Yoko Ono’s White Chess Set also modifies chess, but to a much more drastic conclusion: when all the chess pieces are white, and all the squares of the board are white, then there is no way to win the game. This constitutes an “unwinnable” game mod. Contemporary examples of unwinnable game mods are the graphics card hacks such as Max-Miptex (Pearce 85) and the Velvet Strike (77) mod of Counter-Strike that turns guns into painting tools. Ono’s White Chess stands conceptually closer to Velvet Strike, because both of these modifications convert a competitive, warlike experience into a peace demonstration. White Chess subverted the violent American impetus of the Vietnam War by making a statement about the nature of mankind: just as all the chess pieces and squares on her board are of the same color, so too are we all humans and inhabitants of the same Earth. De Koven hints that “the well-timed cheat” (de Koven 32) might stand as a way to continue the enjoyment of a game after it has started to feel stale. Game modding seems to be a culturally “well-timed cheat” in that it serves to expand one’s experience of a particular game both temporally and conceptually.

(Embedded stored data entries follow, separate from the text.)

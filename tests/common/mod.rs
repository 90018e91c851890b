#![allow(dead_code)]

use addrseg::{AddrSeg, Arena, ArenaOptions, Memory, PlatformAllocator};

/// Wraps a platform and snapshots every block's bytes at the moment it is freed.
#[derive(Debug)]
pub struct Recording<P: PlatformAllocator> {
    pub inner: P,
    pub freed: Vec<(AddrSeg<P::Addr>, Vec<u8>)>,
    pub exhausted: bool,
}

impl<P: PlatformAllocator> Recording<P> {
    pub fn new(inner: P) -> Self {
        Self {
            inner,
            freed: Vec::new(),
            exhausted: false,
        }
    }
}

impl<P: PlatformAllocator> Memory for Recording<P> {
    type Addr = P::Addr;

    fn bytes(&self, seg: AddrSeg<P::Addr>) -> Option<&[u8]> {
        self.inner.bytes(seg)
    }

    fn bytes_mut(&mut self, seg: AddrSeg<P::Addr>) -> Option<&mut [u8]> {
        self.inner.bytes_mut(seg)
    }
}

impl<P: PlatformAllocator> PlatformAllocator for Recording<P> {
    fn allocate(&mut self, size: P::Addr) -> Option<P::Addr> {
        if self.exhausted {
            return None;
        }
        self.inner.allocate(size)
    }

    fn deallocate(&mut self, addr: P::Addr, size: P::Addr) {
        let seg = AddrSeg::from_addr_size(addr, size);
        let snapshot = self.inner.bytes(seg).map(<[u8]>::to_vec).unwrap_or_default();
        self.freed.push((seg, snapshot));
        self.inner.deallocate(addr, size);
    }

    fn owns(&self, seg: AddrSeg<P::Addr>) -> bool {
        self.inner.owns(seg)
    }
}

pub fn arena16(capacity: u16) -> Arena<u16> {
    Arena::new(ArenaOptions {
        base: 0x0200,
        capacity,
        fill: 0xA5,
    })
    .unwrap()
}

/// Every segment of the 8-bit domain whose start and size fall on `step`.
pub fn u8_grid(step: usize) -> Vec<AddrSeg<u8>> {
    let mut out = Vec::new();
    for start in (0..=255u8).step_by(step) {
        for size in (0..=255u8).step_by(step) {
            out.push(AddrSeg::from_addr_size(start, size));
        }
    }
    out
}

Just as Celia Pearce argues that Marcel Duchamp’s love of chess and game-playing contributed essentially to his artistic career (Pearce 68), Stewart Brand’s tacitly argues in “SpaceWar” that play is an essential part of certain kinds of intellectual endeavors. The development of SpaceWar by “hackers” (less serious, less businesslike, less old programmers) across the country in various AI labs and university computer engineering departments served as a testing ground for the technical skill and concept realization required for more “serious” work. Alan Kay turned this philosophy of play into a work ethic at the XEROX research park, where new recruits to the department would be given extensive periods of time to settle in, play, and explore before being expected to contribute meaningful work over the course of half a year to a year. Playing SpaceWar also seemed to be a good way for computer programmers to meld their bodies and minds to the machines that they were working on. We can see an analogue to this in the present day, where a habit of playing computer games among young boys and girls leads to an organic interest in the programming and control of those computers and games. Just as in the early days of programming one could master computer science “in one year of close attention” (according to Kay), the practice of glitching or modding computer games into game art seems an easy intermediate step between gaming and programming original material. One of the earliest “computer games,” preceding even SpaceWar, was the ARPA’s “Unknown Glitch.” This benign computer virus would periodically make itself known by printing out the message “catch me if you can” and then relocating itself in the labyrinthine series of tubes and wires that composed the earliest mainframes. Carrying on the tradition of Fluxus games, video game mods and glitches clearly seek to critique the dangers of being “too serious” and to develop aesthetic value in unexpected places.